A História pode se repetir como tragédia
11/06/2019 às 06:15Adicionar legenda |
Por incrível que pareça ninguém no Brasil
governa sem apoio político. Esse apoio tem um preço, atingindo, às
vezes, a própria governabilidade. De tão alto, pode inviabilizar a
administração, bastando apenas que o governo não tenha
dinheiro para pagá-lo. O Centrão, por exemplo, sabe disso. Daí suas
exigências em querer sempre mais. Chegou a recusar os cargos de segundo
escalão ofertado pelo governo em troca de apoio à proposta da reforma da
Previdência.
Segundo a imprensa, lideranças de vários
partidos disseram que a aprovação da reforma da Previdência só passa se o
governo pagar o preço, que, por enquanto, é apenas inicial: R$ 10
milhões por deputado. Essa é a quantia com que cada
parlamentar poderá dispor para despejar em obras e repasses federais do
seu interesse.
Até agora não se ouviu qualquer contestação
ao que foi noticiado pelos jornais. A quota de R$ 10 milhões é para
parlamentares reeleitos; os iniciantes receberão apenas R$ 7,5 milhões.
Segundo cálculo dos economistas, a conta poderá
superar os R$ 500 milhões, sem contar os cargos do segundo escalão.
Considerando que o presidente, na campanha
eleitoral, prometeu acabar com o “toma lá, dá cá”, o cenário é de
completa desolação. Nas palavras de um senador tucano, para conseguir
qualquer apoio no Congresso o governo “vai ter que
dividir o poder, fazer concessões e reabrir o balcão de negócios”.

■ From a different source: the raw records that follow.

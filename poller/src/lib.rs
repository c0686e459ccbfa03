//! Consulta del estado de unidades batch y espera de etapas.

pub mod config;
pub mod http;
pub mod poller;
pub mod source;

pub use config::{tracker_base_url, PollConfig};
pub use http::HttpTracker;
pub use poller::{split_list, unit_ids_from_event, BatchStatusPoller, PollError, StageReport};
pub use source::{QueryError, StatusSource, WorkSubmitter};
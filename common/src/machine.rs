//! Máquina de estados completa: estado inicial + colección plana de nodos.
//!
//! `StateMachine::new` valida el grafo antes de devolverlo, así que cualquier
//! máquina que exista es cerrada: todas las transiciones apuntan a estados
//! presentes y el inicio también existe.

use std::collections::HashSet;

use serde::{Serialize, Serializer};
use serde_json::{json, Map, Value};

use crate::error::{SpecError, SpecResult};
use crate::states::{Record, State};
use crate::StateName;

#[derive(Debug, Clone, PartialEq)]
pub struct StateMachine {
    name: String,
    comment: String,
    start_at: StateName,
    states: Vec<State>,
}

impl StateMachine {
    pub fn new(
        name: impl Into<String>,
        start_at: impl Into<StateName>,
        states: Vec<State>,
    ) -> SpecResult<Self> {
        let name = name.into();
        let machine = Self {
            comment: format!("{name} batch pipeline"),
            name,
            start_at: start_at.into(),
            states,
        };
        machine.validate()?;
        Ok(machine)
    }

    pub fn name(&self) -> &str {
        &self.name
    }

    pub fn start_at(&self) -> &str {
        &self.start_at
    }

    pub fn states(&self) -> &[State] {
        &self.states
    }

    pub fn state(&self, name: &str) -> Option<&State> {
        self.states.iter().find(|s| s.name() == name)
    }

    /// Comprueba nombres únicos, inicio existente y que no haya transiciones
    /// colgando.
    pub fn validate(&self) -> SpecResult<()> {
        let mut names: HashSet<&str> = HashSet::with_capacity(self.states.len());
        for state in &self.states {
            if state.name().is_empty() {
                return Err(SpecError::InvalidNode {
                    name: String::new(),
                    reason: "state name cannot be empty".to_string(),
                });
            }
            if !names.insert(state.name()) {
                return Err(SpecError::DuplicateState(state.name().to_string()));
            }
        }

        if !names.contains(self.start_at.as_str()) {
            return Err(SpecError::MissingStart(self.start_at.clone()));
        }

        for state in &self.states {
            for next in state.successors() {
                if !names.contains(next) {
                    return Err(SpecError::DanglingReference {
                        from: state.name().to_string(),
                        to: next.to_string(),
                    });
                }
            }
        }

        Ok(())
    }

    pub fn build(&self) -> Record {
        let states: Map<String, Value> = self
            .states
            .iter()
            .map(|s| (s.name().to_string(), s.build()))
            .collect();

        json!({
            "Comment": self.comment,
            "StartAt": self.start_at,
            "States": states,
        })
    }

    pub fn to_json_pretty(&self) -> serde_json::Result<String> {
        serde_json::to_string_pretty(&self.build())
    }
}

impl Serialize for StateMachine {
    fn serialize<S: Serializer>(&self, serializer: S) -> Result<S::Ok, S::Error> {
        self.build().serialize(serializer)
    }
}
//! Reglas de los estados Choice: predicados de comparación y cláusulas
//! booleanas (`Not`, `And`, `Or`).
//!
//! Un predicado es un valor etiquetado `{operador, categoría, variable, valor}`
//! que se valida al construirlo: el valor tiene que ser del tipo que exige la
//! categoría o se devuelve `SpecError::TypeMismatch`.

use chrono::DateTime;
use serde_json::{json, Map, Value};

use crate::error::{SpecError, SpecResult};
use crate::states::Record;
use crate::StateName;

#[derive(Debug, Clone, Copy, PartialEq, Eq)]
pub enum Operator {
    Equals,
    GreaterThan,
    GreaterThanOrEqual,
    LessThan,
    LessThanOrEqual,
}

impl Operator {
    fn suffix(self) -> &'static str {
        match self {
            Operator::Equals => "Equals",
            Operator::GreaterThan => "GreaterThan",
            Operator::GreaterThanOrEqual => "GreaterThanEquals",
            Operator::LessThan => "LessThan",
            Operator::LessThanOrEqual => "LessThanEquals",
        }
    }
}

#[derive(Debug, Clone, Copy, PartialEq, Eq)]
pub enum ValueCategory {
    String,
    Numeric,
    Timestamp,
}

impl ValueCategory {
    fn prefix(self) -> &'static str {
        match self {
            ValueCategory::String => "String",
            ValueCategory::Numeric => "Numeric",
            ValueCategory::Timestamp => "Timestamp",
        }
    }

    fn expected(self) -> &'static str {
        match self {
            ValueCategory::String => "string",
            ValueCategory::Numeric => "number",
            ValueCategory::Timestamp => "RFC 3339 timestamp",
        }
    }

    fn accepts(self, value: &Value) -> bool {
        match self {
            ValueCategory::String => value.is_string(),
            ValueCategory::Numeric => value.is_number(),
            ValueCategory::Timestamp => value
                .as_str()
                .map(|s| DateTime::parse_from_rfc3339(s).is_ok())
                .unwrap_or(false),
        }
    }
}

/// Comparación de una variable del contexto de ejecución contra un literal.
#[derive(Debug, Clone, PartialEq)]
pub struct Predicate {
    operator: Operator,
    category: ValueCategory,
    variable: String,
    value: Value,
}

impl Predicate {
    pub fn new(
        category: ValueCategory,
        operator: Operator,
        variable: impl Into<String>,
        value: impl Into<Value>,
    ) -> SpecResult<Self> {
        let value = value.into();
        if !category.accepts(&value) {
            return Err(SpecError::TypeMismatch {
                operator: format!("{}{}", category.prefix(), operator.suffix()),
                expected: category.expected(),
                found: value.to_string(),
            });
        }
        Ok(Self {
            operator,
            category,
            variable: variable.into(),
            value,
        })
    }

    /// Atajo para el caso más común: comparar un token de texto.
    pub fn string_equals(variable: impl Into<String>, value: impl Into<String>) -> Self {
        Self {
            operator: Operator::Equals,
            category: ValueCategory::String,
            variable: variable.into(),
            value: Value::String(value.into()),
        }
    }

    /// Nombre del operador tal como lo espera el ejecutor, ej. `NumericLessThanEquals`.
    pub fn operator_key(&self) -> String {
        format!("{}{}", self.category.prefix(), self.operator.suffix())
    }

    pub fn build(&self) -> Record {
        let mut out = Map::new();
        out.insert("Variable".to_string(), json!(self.variable));
        out.insert(self.operator_key(), self.value.clone());
        Value::Object(out)
    }
}

/// Predicado o combinación booleana de predicados.
#[derive(Debug, Clone, PartialEq)]
pub enum Condition {
    Compare(Predicate),
    Not(Box<Condition>),
    And(Vec<Condition>),
    Or(Vec<Condition>),
}

impl Condition {
    pub fn not(clause: impl Into<Condition>) -> Self {
        Condition::Not(Box::new(clause.into()))
    }

    pub fn and(clauses: Vec<Condition>) -> SpecResult<Self> {
        non_empty("And", &clauses)?;
        Ok(Condition::And(clauses))
    }

    pub fn or(clauses: Vec<Condition>) -> SpecResult<Self> {
        non_empty("Or", &clauses)?;
        Ok(Condition::Or(clauses))
    }

    pub fn build(&self) -> Record {
        match self {
            Condition::Compare(p) => p.build(),
            Condition::Not(inner) => json!({ "Not": inner.build() }),
            Condition::And(clauses) => {
                json!({ "And": clauses.iter().map(Condition::build).collect::<Vec<_>>() })
            }
            Condition::Or(clauses) => {
                json!({ "Or": clauses.iter().map(Condition::build).collect::<Vec<_>>() })
            }
        }
    }
}

impl From<Predicate> for Condition {
    fn from(p: Predicate) -> Self {
        Condition::Compare(p)
    }
}

fn non_empty(op: &str, clauses: &[Condition]) -> SpecResult<()> {
    if clauses.is_empty() {
        return Err(SpecError::InvalidNode {
            name: op.to_string(),
            reason: "needs at least one clause".to_string(),
        });
    }
    Ok(())
}

/// Una rama de un Choice: si la condición se cumple, se salta a `next`.
#[derive(Debug, Clone, PartialEq)]
pub struct Rule {
    condition: Condition,
    next: StateName,
}

impl Rule {
    pub fn new(condition: impl Into<Condition>, next: impl Into<StateName>) -> Self {
        Self {
            condition: condition.into(),
            next: next.into(),
        }
    }

    pub fn next(&self) -> &str {
        &self.next
    }

    pub fn build(&self) -> Record {
        let mut record = self.condition.build();
        if let Value::Object(ref mut map) = record {
            map.insert("Next".to_string(), json!(self.next));
        }
        record
    }
}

Isso já aconteceu antes. Vem desde a
proclamação da República. Nos anos 30 fizemos uma revolução visando a
renovação dos costumes. Nada mudou desde então. Mesmo vitoriosos, os
revolucionários tiveram que ceder, pois as oligarquias
que apoiaram a subida de Vargas ao poder agiram da mesma forma que o
Centrão na república bolsonarista: exigiram de Vargas a preservação das
formas tradicionais de fazer política no Brasil.

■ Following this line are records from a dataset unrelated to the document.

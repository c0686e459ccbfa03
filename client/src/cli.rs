use std::fs;

use anyhow::{bail, Context, Result};
use clap::{Args, Parser, Subcommand};
use common::{
    plan, EntryPoint, PipelineAssembler, PipelineFlags, PipelineInput, ResourceCatalog, Stage,
    StatusOverrideRequest, SubmitRequest, UnitId, UnitInfo, UnitStatus,
};
use poller::{
    tracker_base_url, BatchStatusPoller, HttpTracker, PollConfig, PollError, StageReport,
    WorkSubmitter,
};
use reqwest::Client;
use serde_json::{json, Value};
use tracing::info;

#[derive(Parser)]
#[command(name = "client")]
#[command(about = "Arma máquinas de estado de pipelines batch y sigue sus etapas")]
struct Cli {
    #[command(subcommand)]
    command: Commands,
}

#[derive(Subcommand)]
enum Commands {
    /// Imprime la definición de la máquina de estados
    Build {
        #[command(flatten)]
        pipeline: PipelineArgs,

        /// Segundos entre chequeos de cada etapa
        #[arg(long, default_value_t = common::pipeline::DEFAULT_POLL_WAIT_SECS)]
        wait_seconds: u64,

        /// JSON con los handles {submit, poll} por etapa
        #[arg(long, value_name = "ARCHIVO")]
        resources: Option<String>,

        #[arg(long, default_value = common::pipeline::DEFAULT_MACHINE_NAME)]
        name: String,

        /// Contexto de la corrida (JSON); agrega el payload de entrada
        #[arg(long, value_name = "CONTEXT_JSON")]
        input: Option<String>,
    },
    /// Imprime las etapas que correrían, en orden
    Plan {
        #[command(flatten)]
        pipeline: PipelineArgs,
    },
    /// Encola unidades de una etapa en el tracker
    Submit {
        #[arg(long)]
        stage: Stage,

        #[arg(long)]
        units: u32,

        #[arg(long, default_value = "default")]
        job_definition: String,

        #[arg(long, value_name = "JOB_ID", num_args = 1..)]
        depends_on: Vec<UnitId>,
    },
    /// Un chequeo del estado de un conjunto de unidades
    Status {
        #[arg(value_name = "JOB_ID", required = true)]
        ids: Vec<UnitId>,
    },
    /// Espera a que la etapa termine; sale con error si falla
    Wait {
        #[arg(long)]
        stage: Stage,

        #[arg(value_name = "JOB_ID", required = true)]
        ids: Vec<UnitId>,
    },
    /// Muestra el registro completo de una unidad
    Show {
        #[arg(value_name = "JOB_ID")]
        id: UnitId,
    },
    /// Fija el estado de una unidad (p.ej. FAILED para probar la rama de fallo)
    Pin {
        #[arg(value_name = "JOB_ID")]
        id: UnitId,

        #[arg(value_name = "STATUS")]
        status: UnitStatus,
    },
}

#[derive(Args, Debug, Clone)]
struct PipelineArgs {
    /// Etapa donde arranca la corrida
    #[arg(long)]
    entry_point: EntryPoint,

    #[arg(long)]
    requires_remap: bool,

    #[arg(long)]
    call_denovos: bool,

    #[arg(long)]
    cluster_qc: bool,
}

impl PipelineArgs {
    fn flags(&self) -> PipelineFlags {
        PipelineFlags {
            entry_point: self.entry_point,
            requires_remap: self.requires_remap,
            call_denovos: self.call_denovos,
            cluster_qc: self.cluster_qc,
        }
    }
}

/// Definición (y payload de entrada si hay contexto) como JSON.
fn render_build(
    assembler: &PipelineAssembler,
    context: Option<&str>,
) -> Result<Value> {
    let machine = assembler.assemble()?;

    let Some(raw) = context else {
        return Ok(machine.build());
    };
    let context: Value = serde_json::from_str(raw).context("--input no es JSON válido")?;
    let input = PipelineInput::new(*assembler.flags(), context)?;

    Ok(json!({
        "definition": machine.build(),
        "input": input,
    }))
}

fn render_plan(flags: &PipelineFlags) -> Result<Vec<String>> {
    Ok(plan(flags)?
        .iter()
        .enumerate()
        .map(|(i, stage)| format!("{}. {} ({})", i + 1, stage.key(), stage.submit_state()))
        .collect())
}

fn print_report(report: &StageReport) {
    println!("{}", report.outcome);
    for unit in &report.units {
        println!("  {}  {}", unit.job_id, unit.status);
    }
}

fn status_poller() -> Result<BatchStatusPoller<HttpTracker>> {
    let config = PollConfig::from_env();
    let tracker = HttpTracker::from_config(&config)?;
    Ok(BatchStatusPoller::new(tracker, config))
}

pub async fn run() -> Result<()> {
    let cli = Cli::parse();

    match cli.command {
        Commands::Build {
            pipeline,
            wait_seconds,
            resources,
            name,
            input,
        } => {
            let catalog = match resources {
                Some(path) => {
                    let raw = fs::read_to_string(&path)
                        .with_context(|| format!("leyendo recursos de {path}"))?;
                    ResourceCatalog::from_json(&raw)?
                }
                None => ResourceCatalog::new(),
            };

            let assembler = PipelineAssembler::new(pipeline.flags())
                .name(name)
                .wait_seconds(wait_seconds)
                .resources(catalog);

            let doc = render_build(&assembler, input.as_deref())?;
            println!("{}", serde_json::to_string_pretty(&doc)?);
        }
        Commands::Plan { pipeline } => {
            for line in render_plan(&pipeline.flags())? {
                println!("{line}");
            }
        }
        Commands::Submit {
            stage,
            units,
            job_definition,
            depends_on,
        } => {
            let tracker = HttpTracker::from_env()?;
            let ids = tracker
                .submit(&SubmitRequest {
                    stage,
                    job_definition,
                    units,
                    depends_on,
                })
                .await?;

            info!("{} unidades de {} encoladas", ids.len(), stage);
            for id in ids {
                println!("{id}");
            }
        }
        Commands::Status { ids } => {
            let poller = status_poller()?;
            let report = poller.check(&ids).await?;
            print_report(&report);
        }
        Commands::Wait { stage, ids } => {
            let poller = status_poller()?;
            match poller.wait_for_stage(stage.key(), &ids).await {
                Ok(report) => print_report(&report),
                Err(PollError::StageFailed { stage, failed }) => {
                    println!("{}", common::Outcome::Fail);
                    for unit in &failed {
                        println!("  {}  {}", unit.job_id, unit.status);
                    }
                    bail!("la etapa {stage} falló ({} unidades)", failed.len());
                }
                Err(e) => return Err(e.into()),
            }
        }
        Commands::Show { id } => {
            let url = format!("{}/api/v1/jobs/{id}", tracker_base_url());
            let resp = Client::new().get(&url).send().await?;

            if resp.status().is_success() {
                let unit: UnitInfo = resp.json().await?;
                println!("Unidad:");
                println!("  id: {}", unit.job_id);
                println!("  etapa: {}", unit.stage);
                println!("  definición: {}", unit.job_definition);
                println!("  estado: {}{}", unit.status, if unit.pinned { " (fijado)" } else { "" });
                if !unit.depends_on.is_empty() {
                    println!("  depende de: {}", unit.depends_on.join(", "));
                }
                println!("  encolada: {}", unit.submitted_at);
                println!("  actualizada: {}", unit.updated_at);
            } else {
                bail!("no se encontró la unidad {id} ({})", resp.status());
            }
        }
        Commands::Pin { id, status } => {
            let url = format!("{}/api/v1/jobs/{id}/status", tracker_base_url());
            let resp = Client::new()
                .post(&url)
                .json(&StatusOverrideRequest { status })
                .send()
                .await?;

            if !resp.status().is_success() {
                bail!("el tracker rechazó el cambio ({})", resp.status());
            }
            let unit: UnitInfo = resp.json().await?;
            println!("{} -> {}", unit.job_id, unit.status);
        }
    }

    Ok(())
}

O resultado todo mundo sabe. Diante das
pressões, Vargas, para governar, teve de assumir o Executivo, o
Legislativo, demitir governadores, nomear interventores e dissolver o
Congresso. E para se manter no poder, procurou apoio nos
tenentes, que ele utilizou como instrumento de luta contra as
oligarquias.
Os tenentes eram nacionalistas, defendiam o
prolongamento da ditadura varguista e uma Constituição representativa
por classes. Muitos chegaram a interventores nos estados, tentando fazer
reformas importantes para atender as reivindicações
populares.
Apesar disso, não tinham condições de
realizar grandes transformações. Daí a necessidade de fazer acordo com
as oligarquias para poderem governar. Destes acordos, os principais
foram feitos no Nordeste, onde o general Juarez Távora
era conhecido como o vice-rei do Norte. Em São Paulo, a situação levou à
deflagração de uma revolta que quase se transformou numa guerra civil,
com a Revolução Constitucionalista de 1932.

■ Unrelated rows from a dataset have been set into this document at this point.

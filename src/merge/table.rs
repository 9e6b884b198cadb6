//! Row types of the merged table and their CSV cell layout.

use std::cmp::Ordering;
use std::fmt;

use super::flags::AccessibilityFlags;

/// A line code as published. Numeric codes order before textual ones.
#[derive(Debug, Clone, PartialEq, Eq, PartialOrd, Ord)]
pub enum LineCode {
    Numeric(i64),
    Text(String),
}

impl LineCode {
    /// Numeric when the code parses as an integer, the raw text otherwise.
    pub fn normalize(raw: &str) -> Self {
        match raw.trim().parse::<i64>() {
            Ok(n) => LineCode::Numeric(n),
            Err(_) => LineCode::Text(raw.to_string()),
        }
    }
}

impl fmt::Display for LineCode {
    fn fmt(&self, f: &mut fmt::Formatter<'_>) -> fmt::Result {
        match self {
            LineCode::Numeric(n) => write!(f, "{n}"),
            LineCode::Text(s) => f.write_str(s),
        }
    }
}

/// One stop of one line, expanded from a line record.
#[derive(Debug, Clone, PartialEq, Eq)]
pub struct LineStop {
    pub stop_id: String,
    /// 1-based position along the line.
    pub order_id: usize,
    pub line_name: String,
    pub line_id: LineCode,
}

/// Per-station columns derived from an accessibility record.
#[derive(Debug, Clone, PartialEq, Eq)]
pub struct StationAccess {
    pub stop_id: String,
    pub flags: AccessibilityFlags,
    pub transport_name: &'static str,
}

/// Static feed columns matched to a stop.
#[derive(Debug, Clone, PartialEq, Eq)]
pub struct StaticMatch {
    pub values: Vec<String>,
    pub transport_code: String,
}

/// A line stop with whatever the left joins found for it.
#[derive(Debug, Clone, PartialEq, Eq)]
pub struct JoinedRow {
    pub stop: LineStop,
    pub access: Option<StationAccess>,
    pub feed: Option<StaticMatch>,
}

impl JoinedRow {
    pub fn transport_name(&self) -> Option<&'static str> {
        self.access.as_ref().map(|a| a.transport_name)
    }

    /// Orders by transport name, missing names last, then by line code.
    pub fn sort_cmp(&self, other: &Self) -> Ordering {
        let by_mode = match (self.transport_name(), other.transport_name()) {
            (Some(a), Some(b)) => a.cmp(b),
            (Some(_), None) => Ordering::Less,
            (None, Some(_)) => Ordering::Greater,
            (None, None) => Ordering::Equal,
        };
        by_mode.then_with(|| self.stop.line_id.cmp(&other.stop.line_id))
    }
}

/// Final table: joined rows in sort order, then aggregate stations.
#[derive(Debug, Clone, Default, PartialEq, Eq)]
pub struct MergedTable {
    pub static_headers: Vec<String>,
    pub joined: Vec<JoinedRow>,
    pub aggregates: Vec<Vec<String>>,
}

const LINE_COLUMNS: [&str; 3] = ["order_id", "line_name", "line_id"];
const MODE_COLUMNS: [&str; 2] = ["transport_name", "transport_code"];
const TRAILING_COLUMNS: usize = LINE_COLUMNS.len() + MODE_COLUMNS.len() + 5;

impl MergedTable {
    /// Static columns first, then line columns, then mode and flag columns.
    pub fn headers(&self) -> Vec<String> {
        let mut headers = self.static_headers.clone();
        headers.extend(LINE_COLUMNS.iter().chain(&MODE_COLUMNS).map(|c| c.to_string()));
        headers.extend(AccessibilityFlags::columns().map(str::to_string));
        headers
    }

    pub fn len(&self) -> usize {
        self.joined.len() + self.aggregates.len()
    }

    pub fn is_empty(&self) -> bool {
        self.len() == 0
    }

    /// Every row as CSV cells aligned with [`MergedTable::headers`]. Missing
    /// values are empty cells.
    pub fn records(&self) -> impl Iterator<Item = Vec<String>> + '_ {
        let width = self.static_headers.len();
        let joined = self.joined.iter().map(move |row| {
            let mut cells = match &row.feed {
                Some(feed) => feed.values.clone(),
                None => vec![String::new(); width],
            };
            cells.extend([
                row.stop.order_id.to_string(),
                row.stop.line_name.clone(),
                row.stop.line_id.to_string(),
                row.transport_name().unwrap_or_default().to_string(),
                row.feed
                    .as_ref()
                    .map(|feed| feed.transport_code.clone())
                    .unwrap_or_default(),
            ]);
            match &row.access {
                Some(access) => cells.extend(access.flags.cells()),
                None => cells.extend(AccessibilityFlags::columns().map(|_| String::new())),
            }
            cells
        });
        let aggregates = self.aggregates.iter().map(|values| {
            let mut cells = values.clone();
            cells.resize(values.len() + TRAILING_COLUMNS, String::new());
            cells
        });
        joined.chain(aggregates)
    }
}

Para acabar com a crise, Vargas assumiu o
compromisso com as oligarquias de desagregar o grupo tenentista, cujo
resultado final foi a convocação de uma Assembleia Nacional Constituinte
em 1933, que promulgou a Constituição de 1934.
Três anos depois, Vargas deu um golpe
apoiado pelo Exército. Dessa vez instalou o Estado Novo e plantou as
bases de uma longa etapa de poder pessoal. Para isso contribuíram os
centrões da época, tanto pela falta de maturidade política
como pela avidez quanto ao uso do dinheiro público.
É preciso compreender que a eleição de
Bolsonaro, para além do pragmatismo antipetista, representou uma
esperança para o país, que exigia e exige mudanças, rápidas e eficazes.
Se o Centrão prosseguir nesse comportamento do toma lá
dá cá e tentar inviabilizar o governo com fins puramente eleitoreiros, a
história de amanhã poderá se repetir como tragédia. E aí nem Deus
poderá prever o que poderá acontecer, mesmo se tratando de Brasil.
Luiz Holanda é advogado e professor universitário.